Finally, as summarized in Table 1, three future scenarios (BAU scenario, successful scenario S1 and unsuccessful scenario S2) with the target year of 2040 were developed based on the above discussions on uncertainties in the drivers. In particular, these scenarios focus on the degree to which Africa's quality growth—incorporating inclusive, sustainable and resilient growth (Ministry of Foreign Affairs of Japan, 2020)—will be realized. The BAU scenario assumes the partial achievement of Africa's quality growth, whereas scenario S1 assumes the full achievement of Africa's quality growth, and scenario S2 assumes development dependent on imports from outside Africa.

Furthermore, these scenarios include descriptions of the expected international trade volume and its disparity among countries and industrial sectors, which could be used to validate the model's results.

## 4. Trade forecasting model and parameter settings

### 4.1 Model overview and calculation conditions

The GTAP model is a typical applied general equilibrium model. It assumes that households in each country consume both goods produced domestically and goods imported from each country, which are substitutable, to maximize utility. The producers are formulated based on cost-minimizing behavior in accordance with the Armington structure, which assumes substitution of imported goods, substitution between domestically produced goods and imported goods and substitution between intermediate goods. Each industry produces output goods by using multiple types of substitutable intermediate goods, which are a composite of domestically produced inputs and synthetic inputs imported from various countries, and factors of production, which are a composite of the factor inputs of skilled labor, unskilled labor, capital, natural resources and land. The basic GTAP model adopted in this study does not consider the movement of labor and capital across borders.

In this study, with reference to the method of Shibasaki and Watanabe (2012), we apply recursive dynamic (RD) calculations for six periods (2011–2016, 2017–2020, 2021–2025, 2026–2030, 2031–2035 and 2036–2040), by using the function “using updated database from last simulation” in the RunGTAP application software (Burfisher, 2011). Similar to other studies, which used the GTAP-RD model such as Kosuge et al. (2021) and Nugroho et al. (2021), the calculation results of the model for each period, such as capital accumulations, are used successively to obtain the results in the next period. Note that GDP in each county is given based on the scenarios, whereas total factor productivity in each country is instead endogenised in the model calculation in each period. By adopting this calculation method, considering various changes and uncertainties included in the scenarios set for each period, future predictions for the year 2040 are made.

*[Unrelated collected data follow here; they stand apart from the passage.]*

//! User-facing alerts about decisions, published to ntfy.

use std::time::Duration;

use picker_core::{NotificationEvent, NotificationKind, NtfyConfig, PickerError};
use serde::Serialize;

use crate::prompt::format_size;

const PUBLISH_TIMEOUT: Duration = Duration::from_secs(10);
const OVERRIDE_PRIORITY: u8 = 3;
const FAILURE_PRIORITY: u8 = 1;

/// Receiver of decision alerts.
///
/// `notify` must return immediately. Delivery is best effort and a failed
/// delivery never reaches the caller.
pub trait Notifier: Send + Sync {
    fn notify(&self, event: NotificationEvent);
}

/// A notifier that drops every event.
#[derive(Debug, Clone, Copy, Default)]
pub struct NoopNotifier;

impl Notifier for NoopNotifier {
    fn notify(&self, _event: NotificationEvent) {}
}

/// ntfy publish body.
#[derive(Debug, Clone, PartialEq, Serialize)]
pub struct NtfyMessage {
    pub topic: String,
    pub title: String,
    pub message: String,
    pub priority: u8,
    pub tags: Vec<String>,
}

impl NtfyMessage {
    /// Render an event for `topic`.
    ///
    /// # Examples
    ///
    /// ```
    /// use picker_core::{NotificationEvent, NotificationKind, Service};
    /// use picker_engine::notify::NtfyMessage;
    ///
    /// let event = NotificationEvent {
    ///     kind: NotificationKind::Failure,
    ///     service: Service::Sonarr,
    ///     media_title: "Severance".into(),
    ///     profile_name: "WEB-2160p".into(),
    ///     release: None,
    ///     reason: "LLM request timed out after 90s".into(),
    /// };
    /// let msg = NtfyMessage::from_event("media", &event);
    /// assert_eq!(msg.title, "AI Warning: Severance");
    /// assert_eq!(msg.priority, 1);
    /// ```
    pub fn from_event(topic: &str, event: &NotificationEvent) -> Self {
        let service = event.service.display_name();
        match event.kind {
            NotificationKind::Override => {
                let (release, size) = event
                    .release
                    .as_ref()
                    .map(|r| (r.title.as_str(), format_size(r.size)))
                    .unwrap_or(("Unknown", format_size(0)));
                Self {
                    topic: topic.to_string(),
                    title: format!("AI Override: {}", event.media_title),
                    message: format!(
                        "Profile: {}\nRelease: {release}\nSize: {size}\nReason: {}",
                        event.profile_name, event.reason
                    ),
                    priority: OVERRIDE_PRIORITY,
                    tags: vec![event.service.notification_tag().to_string()],
                }
            }
            NotificationKind::Failure => Self {
                topic: topic.to_string(),
                title: format!("AI Warning: {}", event.media_title),
                message: format!("Selection failed: {}\nUsing {service} default", event.reason),
                priority: FAILURE_PRIORITY,
                tags: vec!["warning".to_string()],
            },
        }
    }
}

/// Publishes events to an ntfy server.
///
/// Without a URL every event is dropped.
#[derive(Debug, Clone)]
pub struct NtfyNotifier {
    client: reqwest::Client,
    url: Option<String>,
    topic: String,
}

impl NtfyNotifier {
    /// # Errors
    ///
    /// Returns [`PickerError::Config`] if the HTTP client cannot be built.
    pub fn new(config: &NtfyConfig) -> Result<Self, PickerError> {
        let client = reqwest::Client::builder()
            .timeout(PUBLISH_TIMEOUT)
            .build()
            .map_err(|e| PickerError::Config(format!("failed to create ntfy HTTP client: {e}")))?;
        Ok(Self {
            client,
            url: config
                .url
                .as_ref()
                .map(|u| u.trim_end_matches('/').to_string()),
            topic: config.topic.clone(),
        })
    }

    pub fn is_enabled(&self) -> bool {
        self.url.is_some()
    }

    /// Send one event and wait for the server's answer.
    ///
    /// # Errors
    ///
    /// Returns [`PickerError::Notify`] on network errors or a non-2xx status.
    pub async fn publish(&self, event: &NotificationEvent) -> Result<(), PickerError> {
        let Some(url) = &self.url else {
            return Ok(());
        };
        let message = NtfyMessage::from_event(&self.topic, event);

        let response = self
            .client
            .post(url)
            .json(&message)
            .send()
            .await
            .map_err(|e| PickerError::Notify(format!("request failed: {e}")))?;

        let status = response.status();
        if !status.is_success() {
            return Err(PickerError::Notify(format!("ntfy returned {status}")));
        }
        tracing::info!(title = %message.title, "notification sent");
        Ok(())
    }
}

impl Notifier for NtfyNotifier {
    fn notify(&self, event: NotificationEvent) {
        if !self.is_enabled() {
            return;
        }
        let Ok(handle) = tokio::runtime::Handle::try_current() else {
            tracing::warn!(media = %event.media_title, "no async runtime, notification dropped");
            return;
        };
        let notifier = self.clone();
        handle.spawn(async move {
            if let Err(e) = notifier.publish(&event).await {
                tracing::error!(media = %event.media_title, error = %e, "failed to send notification");
            }
        });
    }
}

#[cfg(test)]
mod tests {
    use super::*;
    use picker_core::{ReleaseSummary, Service};
    use wiremock::matchers::{body_json, method, path};
    use wiremock::{Mock, MockServer, ResponseTemplate};

    fn override_event() -> NotificationEvent {
        NotificationEvent {
            kind: NotificationKind::Override,
            service: Service::Radarr,
            media_title: "Dune".into(),
            profile_name: "HD-1080p".into(),
            release: Some(ReleaseSummary {
                title: "Dune.2021.1080p.WEB-DL".into(),
                size: 5_368_709_120,
            }),
            reason: "smaller size, same quality".into(),
        }
    }

    fn notifier(url: Option<String>) -> NtfyNotifier {
        NtfyNotifier::new(&NtfyConfig {
            url,
            topic: "media".into(),
        })
        .unwrap()
    }

    #[test]
    fn override_message_lists_release() {
        let msg = NtfyMessage::from_event("media", &override_event());
        assert_eq!(msg.title, "AI Override: Dune");
        assert_eq!(msg.priority, 3);
        assert_eq!(msg.tags, vec!["movie_camera"]);
        assert_eq!(
            msg.message,
            "Profile: HD-1080p\nRelease: Dune.2021.1080p.WEB-DL\nSize: 5.00 GB\nReason: smaller size, same quality"
        );
    }

    #[test]
    fn sonarr_override_uses_tv_tag() {
        let mut event = override_event();
        event.service = Service::Sonarr;
        assert_eq!(NtfyMessage::from_event("t", &event).tags, vec!["tv"]);
    }

    #[test]
    fn failure_message_names_fallback() {
        let mut event = override_event();
        event.kind = NotificationKind::Failure;
        event.release = None;
        event.reason = "choice 7 out of range".into();
        let msg = NtfyMessage::from_event("media", &event);
        assert_eq!(msg.title, "AI Warning: Dune");
        assert_eq!(msg.priority, 1);
        assert_eq!(msg.tags, vec!["warning"]);
        assert_eq!(msg.message, "Selection failed: choice 7 out of range\nUsing Radarr default");
    }

    #[tokio::test]
    async fn publish_posts_json_body() {
        let server = MockServer::start().await;
        let expected = NtfyMessage::from_event("media", &override_event());
        Mock::given(method("POST"))
            .and(path("/"))
            .and(body_json(&expected))
            .respond_with(ResponseTemplate::new(200))
            .expect(1)
            .mount(&server)
            .await;

        let notifier = notifier(Some(format!("{}/", server.uri())));
        notifier.publish(&override_event()).await.unwrap();
    }

    #[tokio::test]
    async fn publish_reports_server_error() {
        let server = MockServer::start().await;
        Mock::given(method("POST"))
            .respond_with(ResponseTemplate::new(500))
            .mount(&server)
            .await;

        let err = notifier(Some(server.uri()))
            .publish(&override_event())
            .await
            .unwrap_err();
        assert!(matches!(err, PickerError::Notify(_)));
    }

    #[tokio::test]
    async fn disabled_notifier_sends_nothing() {
        let notifier = notifier(None);
        assert!(!notifier.is_enabled());
        notifier.publish(&override_event()).await.unwrap();
        notifier.notify(override_event());
    }

    #[tokio::test]
    async fn notify_returns_before_delivery() {
        let server = MockServer::start().await;
        Mock::given(method("POST"))
            .respond_with(ResponseTemplate::new(200).set_delay(Duration::from_secs(2)))
            .expect(1)
            .mount(&server)
            .await;

        let notifier = notifier(Some(server.uri()));
        let started = std::time::Instant::now();
        notifier.notify(override_event());
        assert!(started.elapsed() < Duration::from_millis(500));

        tokio::time::sleep(Duration::from_millis(300)).await;
        assert_eq!(server.received_requests().await.unwrap_or_default().len(), 1);
    }

    #[tokio::test]
    async fn notify_swallows_delivery_failure() {
        let notifier = notifier(Some("http://127.0.0.1:1".into()));
        notifier.notify(override_event());
        tokio::time::sleep(Duration::from_millis(100)).await;
    }

    #[test]
    fn notify_without_runtime_does_not_panic() {
        notifier(Some("http://127.0.0.1:1".into())).notify(override_event());
    }
}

The GTAP Data Base 9 (based on 2011 data; see Aguiar et al., 2016) and the GTAP-RD database (see McDougall et al., 2012) are used as the input condition for the model calculations. This study focuses on Africa, especially eastern and southern African countries that are the gateway to the Indo-Pacific region, the core of the world economy with about half of the world's population. Based on these criteria, the initial 140 countries/regions are aggregated into 31 countries/regions, as indicated in Figure 1. Regarding the industrial sectors, considering the cargo items and cargo types (such as containerized cargo and dry bulk cargo) focused on in this study, the initial classification of 57 industrial sectors is consolidated into 10 sectors: agriculture and food, coal, oil, gas, minerals, consumer products, industrial materials, motor vehicles, processing and assembling and services.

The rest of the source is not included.